Yr Hen Iaith part twenty: Poetry, Princes and Power
Continuing our series of articles to accompany the podcast series Yr Hen Iaith. This is episode twenty.
Discussing literary texts in relation to specific historical contexts can be difficult, especially when dealing with literature composed many centuries ago. That is one of the many reasons which makes studying ‘the Poets of the Princes’ such an exciting thing.
This large body of poetry – attributed to more than thirty poets whose names are known to us, and totalling more than 12,000 lines of verse – was produced during a distinct period in Welsh history.
This is the ‘Age of the Princes’ beginning with Gruffudd ap Cynan, king of Gwynedd, who died in 1137, and ending with the death of his descendant, Llewelyn ap Gruffydd, in 1282.
In addition to defining ‘The Age of the Princes’ by referring to this royal lineage, it should also be defined by the challenges and threats posed to these Welsh rulers by the arrival of the Normans.
In the work of the Poets of the Princes we have a large collection of literature fashioned by highly trained professional poets and this body of written art is tied intimately to the socio-economic and political reality of the period.
The power of words
These medieval Welsh poets composed – or ‘sang’ – praise to Welsh kings or princes. This praise helped maintain the good name of those leaders and thus helped maintain the political structure.

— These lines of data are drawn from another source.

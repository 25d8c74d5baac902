//! Bar and study payloads pushed on chart sessions.

use serde_json::Value;

/// Server-side price adjustment applied to historical series.
#[derive(Debug, Clone, Copy, Default, PartialEq, Eq)]
pub enum Adjustment {
    Splits,
    #[default]
    Dividends,
}

impl Adjustment {
    /// Returns the wire-format adjustment name.
    pub fn as_str(&self) -> &'static str {
        match self {
            Adjustment::Splits => "splits",
            Adjustment::Dividends => "dividends",
        }
    }
}

/// Whether a series update carries primary bars or study values.
#[derive(Debug, Clone, Copy, PartialEq, Eq)]
pub enum SeriesKind {
    /// `"s"` array: `[timestamp, open, high, low, close, volume?]`.
    Bars,
    /// `"st"` array: `[timestamp, value...]`.
    Study,
}

/// One indexed point of a series, `{"i": <index>, "v": [...]}` on the wire.
#[derive(Debug, Clone, PartialEq)]
pub struct DataPoint {
    pub index: i64,
    /// Numeric cells in wire order; the first is the epoch timestamp.
    pub values: Vec<Option<f64>>,
}

impl DataPoint {
    fn from_value(value: &Value) -> Option<Self> {
        let index = value.get("i")?.as_i64()?;
        let values = value
            .get("v")?
            .as_array()?
            .iter()
            .map(Value::as_f64)
            .collect();
        Some(Self { index, values })
    }

    /// Epoch seconds of this point.
    pub fn timestamp(&self) -> Option<i64> {
        self.values.first().copied().flatten().map(|ts| ts as i64)
    }
}

/// Points for one named series inside a `timescale_update` / `du` message.
#[derive(Debug, Clone, PartialEq)]
pub struct SeriesUpdate {
    pub series_id: String,
    pub kind: SeriesKind,
    pub points: Vec<DataPoint>,
}

impl SeriesUpdate {
    /// Parses the object stored under `series_id`.
    ///
    /// Returns `None` when the payload carries neither an `"s"` nor an
    /// `"st"` array (node metadata, index shifts and the like).
    pub fn from_payload(series_id: &str, payload: &Value) -> Option<Self> {
        let (kind, raw) = match (payload.get("s"), payload.get("st")) {
            (Some(raw), _) => (SeriesKind::Bars, raw),
            (None, Some(raw)) => (SeriesKind::Study, raw),
            (None, None) => return None,
        };

        let points = raw
            .as_array()?
            .iter()
            .filter_map(DataPoint::from_value)
            .collect();

        Some(Self {
            series_id: series_id.to_string(),
            kind,
            points,
        })
    }
}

Modern students sometimes look at this literature as political propaganda created by salaried ‘spin doctors’, for we know that poets were rewarded for canu mawl (‘composing’ or ‘singing praise’).
However, that is an anachronistic view which obscures the deep relationship between political power, the nature of art and the essence of medieval Welsh society. Words had power, and words which are created skilfully to be both beautiful and memorable have the power to create.
Of course, this is by no means a uniquely Welsh concept; for example, think of the way in which God is said to create by means of speaking at the start of the Hebrew Torah and the Christian Old Testament.
Even in the 21st century, words spoken in certain circumstances have lasting and serious consequences (for example, swearing an oath in a court of law or pronouncing vows in marriage service).
Words create things, and the highly-crafted words of the Poets of the Princes created and re-created lasting praise essential to the reputation of those rulers.
While compositions by some of these poets are found in various manuscripts, there is one which is of supreme importance here – the Hendregadredd Manuscript.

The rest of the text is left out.